Regulação falha e execução ainda pior caracterizam
sistema bancário dos EUA
Ninguém
conseguiu me explicar como o Fed considerava que o pior cenário possível seria
de juros em 4,5%.
Na crise de 2008, o banco central
americano, conhecido por Fed, resgatou os bancos.
O Fed comprou os títulos de
hipotecas que as instituições financeiras detinham.
Ou seja, no ativo dos
bancos, no lugar das hipotecas, passou a haver liquidez. Os bancos nada fizeram
com essa liquidez. Faltou a política fiscal. A recuperação após a crise foi
lenta, e a inflação não veio.
Na pandemia, as coisas ocorreram de forma muito
diversa. O governo americano transferiu recursos para as famílias.
A
política fiscal deu ar de sua graça. Esses recursos viraram depósitos do setor
privado não bancário nos bancos.
Como os juros estavam muito baixos, muitos bancos
aplicaram esses recursos em títulos de dívida do Tesouro norte-americano e
títulos lastreados em hipotecas, ambos de longo prazo.
Esses papéis pagam um
juro maior do que a remuneração dos depósitos. Era assim que o banco ganhava dinheiro.
Um título de longo prazo paga, com determinada
periodicidade, um certo valor, ambos estabelecidos em contrato. No vencimento,
o emissor recompra o título por um determinado preço, também estabelecido em
contrato.
Quando o título é emitido, o preço de aquisição será dado pelo
mercado de acordo com os juros vigentes naquele momento: o investidor pode
comprar o título ou deixar o dinheiro rendendo no mercado.
O preço pago será
aquele que equilibra as duas opções (controlado pelo risco das diferentes opções).
O banco que quebrou há duas semanas, o Silicon Valley Bank (SVB), tinha como
obrigações depósitos à vista. Suas aplicações estavam em títulos de longo
prazo.
Os títulos do Tesouro e os lastreados em hipotecas têm grande liquidez.
Se um depositante quiser retirar os recursos, vendem-se os títulos.

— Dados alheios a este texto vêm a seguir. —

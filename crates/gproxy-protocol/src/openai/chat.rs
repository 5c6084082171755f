use serde::{Deserialize, Serialize};
use serde_json::{Map, Value};

#[derive(Debug, Clone, Copy, PartialEq, Eq, Serialize, Deserialize)]
#[serde(rename_all = "lowercase")]
pub enum Role {
    System,
    User,
    Assistant,
    Tool,
}

#[derive(Debug, Clone, PartialEq, Serialize, Deserialize)]
pub struct Message {
    pub role: Role,
    #[serde(default, skip_serializing_if = "Option::is_none")]
    pub content: Option<String>,
}

#[derive(Debug, Clone, PartialEq, Serialize, Deserialize)]
pub struct CreateChatCompletionRequest {
    pub model: String,
    pub messages: Vec<Message>,
    #[serde(default, skip_serializing_if = "Option::is_none")]
    pub stream: Option<bool>,
    #[serde(default, skip_serializing_if = "Option::is_none")]
    pub temperature: Option<f32>,
    #[serde(default, skip_serializing_if = "Option::is_none")]
    pub tools: Option<Value>,
    /// Fields this gateway doesn't model explicitly still round-trip.
    #[serde(flatten)]
    pub extra: Map<String, Value>,
}

#[derive(Debug, Clone, Copy, PartialEq, Eq, Serialize, Deserialize)]
#[serde(rename_all = "snake_case")]
pub enum FinishReason {
    Stop,
    Length,
    ToolCalls,
    ContentFilter,
    FunctionCall,
}

#[derive(Debug, Clone, Copy, PartialEq, Eq, Serialize, Deserialize)]
pub enum ChunkObjectType {
    #[serde(rename = "chat.completion.chunk")]
    ChatCompletionChunk,
}

#[derive(Debug, Clone, PartialEq, Serialize, Deserialize)]
pub struct ToolCallFunctionChunk {
    #[serde(default, skip_serializing_if = "Option::is_none")]
    pub name: Option<String>,
    #[serde(default, skip_serializing_if = "Option::is_none")]
    pub arguments: Option<String>,
}

#[derive(Debug, Clone, Copy, PartialEq, Eq, Serialize, Deserialize)]
pub enum ToolCallChunkType {
    #[serde(rename = "function")]
    Function,
}

#[derive(Debug, Clone, PartialEq, Serialize, Deserialize)]
pub struct ToolCallChunk {
    pub index: i64,
    #[serde(default, skip_serializing_if = "Option::is_none")]
    pub id: Option<String>,
    #[serde(default, rename = "type", skip_serializing_if = "Option::is_none")]
    pub r#type: Option<ToolCallChunkType>,
    #[serde(default, skip_serializing_if = "Option::is_none")]
    pub function: Option<ToolCallFunctionChunk>,
}

/// A single `delta` payload within a Chat-Completions streaming chunk.
/// `extra` carries upstream-specific fields (anything outside the special
/// fields §4.5.2 names) that should surface merged with text deltas.
#[derive(Debug, Clone, Default, PartialEq, Serialize, Deserialize)]
pub struct StreamDelta {
    #[serde(default, skip_serializing_if = "Option::is_none")]
    pub role: Option<Role>,
    #[serde(default, skip_serializing_if = "Option::is_none")]
    pub content: Option<String>,
    #[serde(default, skip_serializing_if = "Option::is_none")]
    pub reasoning_content: Option<String>,
    #[serde(default, skip_serializing_if = "Option::is_none")]
    pub refusal: Option<String>,
    #[serde(default, skip_serializing_if = "Option::is_none")]
    pub tool_calls: Option<Vec<ToolCallChunk>>,
    #[serde(flatten)]
    pub extra: Map<String, Value>,
}

#[derive(Debug, Clone, Copy, Default, PartialEq, Eq, Serialize, Deserialize)]
pub struct CompletionUsage {
    pub prompt_tokens: i64,
    pub completion_tokens: i64,
    pub total_tokens: i64,
}

#[derive(Debug, Clone, PartialEq, Serialize, Deserialize)]
pub struct StreamChoice {
    pub index: u32,
    pub delta: StreamDelta,
    #[serde(default, skip_serializing_if = "Option::is_none")]
    pub finish_reason: Option<FinishReason>,
}

#[derive(Debug, Clone, PartialEq, Serialize, Deserialize)]
pub struct CreateChatCompletionStreamResponse {
    pub id: String,
    pub object: ChunkObjectType,
    pub created: i64,
    pub model: String,
    #[serde(default)]
    pub choices: Vec<StreamChoice>,
    #[serde(default, skip_serializing_if = "Option::is_none")]
    pub usage: Option<CompletionUsage>,
}
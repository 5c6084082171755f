use serde::{Deserialize, Serialize};

use super::types::{ContentBlock, JsonValue, Model};

#[derive(Debug, Clone, Copy, PartialEq, Eq, Serialize, Deserialize)]
#[serde(rename_all = "snake_case")]
pub enum Role {
    User,
    Assistant,
}

#[derive(Debug, Clone, PartialEq, Serialize, Deserialize)]
pub struct InputMessage {
    pub role: Role,
    pub content: Vec<ContentBlock>,
}

#[derive(Debug, Clone, PartialEq, Serialize, Deserialize)]
pub struct ToolDefinition {
    pub name: String,
    #[serde(default, skip_serializing_if = "Option::is_none")]
    pub description: Option<String>,
    pub input_schema: JsonValue,
}

#[derive(Debug, Clone, PartialEq, Serialize, Deserialize)]
pub struct CreateMessageRequestBody {
    pub model: Model,
    pub messages: Vec<InputMessage>,
    #[serde(default, skip_serializing_if = "Option::is_none")]
    pub system: Option<JsonValue>,
    pub max_tokens: u32,
    #[serde(default, skip_serializing_if = "Option::is_none")]
    pub temperature: Option<f32>,
    #[serde(default, skip_serializing_if = "Option::is_none")]
    pub top_p: Option<f32>,
    #[serde(default, skip_serializing_if = "Option::is_none")]
    pub stream: Option<bool>,
    #[serde(default, skip_serializing_if = "Option::is_none")]
    pub tools: Option<Vec<ToolDefinition>>,
}

#[derive(Debug, Clone, PartialEq, Serialize, Deserialize)]
pub struct CreateMessageRequest {
    pub body: CreateMessageRequestBody,
    /// First-value copy of the inbound headers, preserved so hooks can read
    /// client-supplied `anthropic-beta` values etc.
    #[serde(default)]
    pub headers: Vec<(String, String)>,
}
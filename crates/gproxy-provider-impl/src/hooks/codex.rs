//! Codex OAuth hook (§4.3 row 2). The source carried two divergent
//! path-rewrite implementations — one that rewrote unconditionally, one
//! gated on the request host being `chatgpt.com`. We keep the host-gated
//! version: Codex OAuth credentials are only ever used against
//! `chatgpt.com`, and an unconditional rewrite would corrupt requests to a
//! provider that happens to reuse this hook's OAuth kind against a
//! different host (§9 open question, resolved).

use async_trait::async_trait;
use gproxy_provider_core::errors::GatewayError;
use gproxy_provider_core::headers::{header_get, header_remove, header_set};
use gproxy_provider_core::hooks::{Hook, UpstreamHttpRequest};

const CODEX_HOST: &str = "chatgpt.com";
const ORIGINATOR: &str = "codex_cli_rs";

pub struct CodexOAuthHook;

#[async_trait]
impl Hook for CodexOAuthHook {
    async fn apply(&self, request: &mut UpstreamHttpRequest) -> Result<(), GatewayError> {
        if host_of(&request.url).as_deref() == Some(CODEX_HOST) {
            request.url = rewrite_path(&request.url);
        }

        header_set(&mut request.headers, "OpenAI-Beta", "responses=experimental");
        header_set(&mut request.headers, "originator", ORIGINATOR);

        if let Some(account_id) = header_get(&request.headers, "X-ChatGPT-Account-ID").map(str::to_string) {
            header_remove(&mut request.headers, "X-ChatGPT-Account-ID");
            header_set(&mut request.headers, "ChatGPT-Account-ID", account_id);
        }

        Ok(())
    }
}

fn host_of(url: &str) -> Option<String> {
    let after_scheme = url.split_once("://").map(|(_, rest)| rest).unwrap_or(url);
    let host_and_port = after_scheme.split(['/', '?']).next().unwrap_or_default();
    let host = host_and_port.split(':').next().unwrap_or_default();
    (!host.is_empty()).then(|| host.to_string())
}

fn rewrite_path(url: &str) -> String {
    let (prefix, rest) = split_at_path(url);
    let rewritten = if let Some(suffix) = rest.strip_prefix("/backend-api/responses") {
        format!("/backend-api/codex/responses{suffix}")
    } else if let Some(suffix) = rest.strip_prefix("/backend-api/") {
        format!("/backend-api/codex/{suffix}")
    } else if rest.starts_with("/codex/") {
        rest.to_string()
    } else if let Some(suffix) = rest.strip_prefix("/v1/") {
        format!("/codex/{suffix}")
    } else {
        rest.to_string()
    };
    format!("{prefix}{rewritten}")
}

/// Splits `scheme://host` from the path-and-query tail so rewrites never
/// touch the authority.
fn split_at_path(url: &str) -> (&str, &str) {
    let Some(scheme_end) = url.find("://") else {
        return ("", url);
    };
    let authority_start = scheme_end + 3;
    match url[authority_start..].find('/') {
        Some(offset) => url.split_at(authority_start + offset),
        None => (url, ""),
    }
}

Na crise da pandemia, a inflação veio. E veio
forte. Os juros subiram.
Vale lembrar: o preço de um título de longo prazo é
aquele valor que gera no mercado, dados os juros vigentes em um momento do
tempo, um fluxo de renda equivalente aos pagamentos do título como estabelecido
pelo contrato.
Se os juros sobem, considerando que o fluxo de pagamentos do
título está dado, o preço dele cairá: os juros de mercado mais elevados farão
com que uma quantidade menor de recursos gere um fluxo de renda equivalente aos
contratuais.
A elevação dos juros nos EUA reduziu muito o valor
dos ativos do SVB. Parcela expressiva dos depósitos do SVB era superior a US$
250 mil, o limite garantido pelo seguro-depósito.
A fragilidade do banco, mesmo
tendo aplicado os recursos em papéis sem risco de calote, isto é, papéis
seguros, gerou uma corrida bancária.
Trabalho recente documentou que a exposição dos
bancos americanos a esse problema corresponde a 3% do PIB.
O governo já
assegurou os depósitos e, por esse canal, a corrida bancária deve ser
estancada.
Evidentemente, ainda estamos no meio do processo e
não é possível sabermos toda a sua extensão.
No entanto, é possível assegurar que a regulação bancária americana é muito falha.
Após a crise de 2008, o Congresso americano
aprovou, em 2010, a Lei Dodd-Frank.
Em 2018, o Congresso afrouxou alguns
limites regulatórios da lei de 2010, principalmente para os bancos cujos ativos
variavam de US$ 50 bilhões a US$ 250 bilhões, exatamente o caso do SVB.
Em particular, os bancos nessa faixa de ativo
ficaram isentos de participar anualmente do teste de estresse.
O problema é ainda pior. Em fevereiro de 2022, o
Fed conduziu um teste de estresse para os bancos com ativos acima de US$ 250
bilhões.
No entanto, o teste não apresentaria problemas no SVB se ele
participasse: no pior cenário, o Fed considerou que os juros não superariam
4,5% ao ano.
Aqui não consigo avançar. Ninguém conseguiu me
explicar como o Fed, em fevereiro de 2022, considerava que o pior cenário
possível imaginável seria de juros em 4,5%!
Muito difícil tocar um sistema bancário se a
regulação é falha e a execução é ainda pior.
SAMUEL PESSÔA – pesquisador do Instituto Brasileiro de Economia
(FGV) e da Julius Baer Family Office (JBFO). É doutor em economia pela USP.